To minimize bias of the regression coefficient, predictors with a missing rate of more than 5% were excluded. As previously described (Gong et al., 2020), the missing values were imputed by the expectation-maximization (EM) method using SPSS statistical software. The nomogram was established with the rms package, and the performance of the nomogram was evaluated by discrimination (Harrell’s concordance index) and calibration (calibration plots and Hosmer-Lemeshow calibration test) analyses in R. R software (version 3.6.2) was used for all statistical analysis except SPSS analysis. The optimal cut-off value of total points of the nomogram was determined by the R package survminer, which uses the maximally selected rank statistics from the ‘maxstat’ R package. Survival curves were depicted by the Kaplan-Meier analysis and compared by the log-rank test. A P-value < 0.05 was statistically significant.

Results

Demographics and characteristics of COVID-19 patients

A total of 331 patients with COVID-19 were included from the Third Affiliated Hospital of Sun Yat-sen University (n=18) and Huangshi Hospital of Traditional Chinese Medicine (Infectious Disease Hospital) (n=313). All patients were followed-up and then divided into death (n=23) and survival (n=308) groups (Figure 1). The median age of the Death and Survival groups was significantly different (69 years and 51 years, respectively, P<0.01). Analysis of clinical characteristics showed that these patients presented with fever (n=271, 81.9%), diarrhea (n=20, 6.0%) and had comorbidities (n=89, 26.9.0%). Moreover, the number of patients with older age and comorbidities in the Death group was significantly greater than in the Survival group (P<0.05) (Table 1). There were no significant differences in sex, clinical symptoms such as fever and diarrhea and laboratory markers WBC, HGB, and monocyte between both groups. However, the neutrophil count, NLR, INR, CRP, DBIL, UREA, LDH and GLU were significantly higher in the Death group than in the Survival group (P<0.01), while RBC, PLT, lymphocyte count and ALB levels were significantly lower in the Death group than in the Survival group (P<0.01) (Table 1).

FIGURE 1

Figure 1 Flow chart of enrolled patients with COVID-19.

TABLE 1

Table 1 Baseline demographic and clinical characteristics of COVID-19 patients in Survival and Death groups.

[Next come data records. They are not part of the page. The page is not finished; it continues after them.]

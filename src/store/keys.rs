//! Key naming scheme for processor state.
//!
//! Five namespaces share one store; the `uptime:` prefix plus a distinct
//! segment per namespace keeps them collision-free. Watermark and interval
//! tracking are keyed by detector, backlog state by subscription.

/// Watermark: scheduled ms of the most recently accepted result.
pub fn last_update_key(detector_id: u64) -> String {
    format!("uptime:last_update:{}", detector_id)
}

/// Interval observed at the last backfill decision.
pub fn last_seen_interval_key(detector_id: u64) -> String {
    format!("uptime:last_seen_interval:{}", detector_id)
}

/// Sorted set of serialized out-of-order results, scored by scheduled ms.
pub fn backlog_key(subscription_id: &str) -> String {
    format!("uptime:backlog:{}", subscription_id)
}

/// Flag marking that a backlog retry task is already scheduled.
pub fn backlog_task_scheduled_key(subscription_id: &str) -> String {
    format!("uptime:backlog_task_scheduled:{}", subscription_id)
}

/// Short-lived lock guarding the backlog scheduling critical section.
pub fn backlog_schedule_lock_key(subscription_id: &str) -> String {
    format!("uptime:backlog_schedule_lock:{}", subscription_id)
}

Multivariate Cox regression analysis for 80-day survival of patients with COVID-19

All patients were randomly divided into training (n=199) and validation (n=132) groups. There were no significant differences in age and sex between the training and validation groups (Supplementary Table 1). A total of 21 features were collected from each patient. After removing irrelevant and redundant features, 14 features were retained for LASSO regression analysis (Figures 2A, B). The LASSO regression analysis showed that age, DBIL, UREA and LDH were predictive prognostic factors for the 80-day survival of COVID-19 patients in the training group. All these 4 features were incorporated in the multivariate Cox regression analysis. The multivariate Cox regression analysis demonstrated that age, UREA and LDH were independent prognostic factors for the 80-day survival of patients with COVID-19 (Figure 2C).

FIGURE 2

Figure 2 Construction of the integrated prognostic features of patients with COVID-19. (A) LASSO coefficient profiles of the 21 prognostic features. (B) Selection of the tuning parameter (lambda) in the LASSO model by fivefold cross-validation based on minimum criteria for prognosis; the lower X-axis shows log (lambda), and the upper X-axis shows the average number of prognostic features. The Y-axis indicates the partial likelihood deviance error. Red dots represent average partial likelihood deviances for every model with a given lambda, and vertical bars indicate the upper and lower values of the partial likelihood deviance errors. The vertical gray dotted lines define the optimal values of lambda, which provides the best fit. (C) Forest plots of multivariate Cox regression analysis for 80-day survival of patients with COVID-19. DBIL, direct bilirubin; LDH, lactate dehydrogenase.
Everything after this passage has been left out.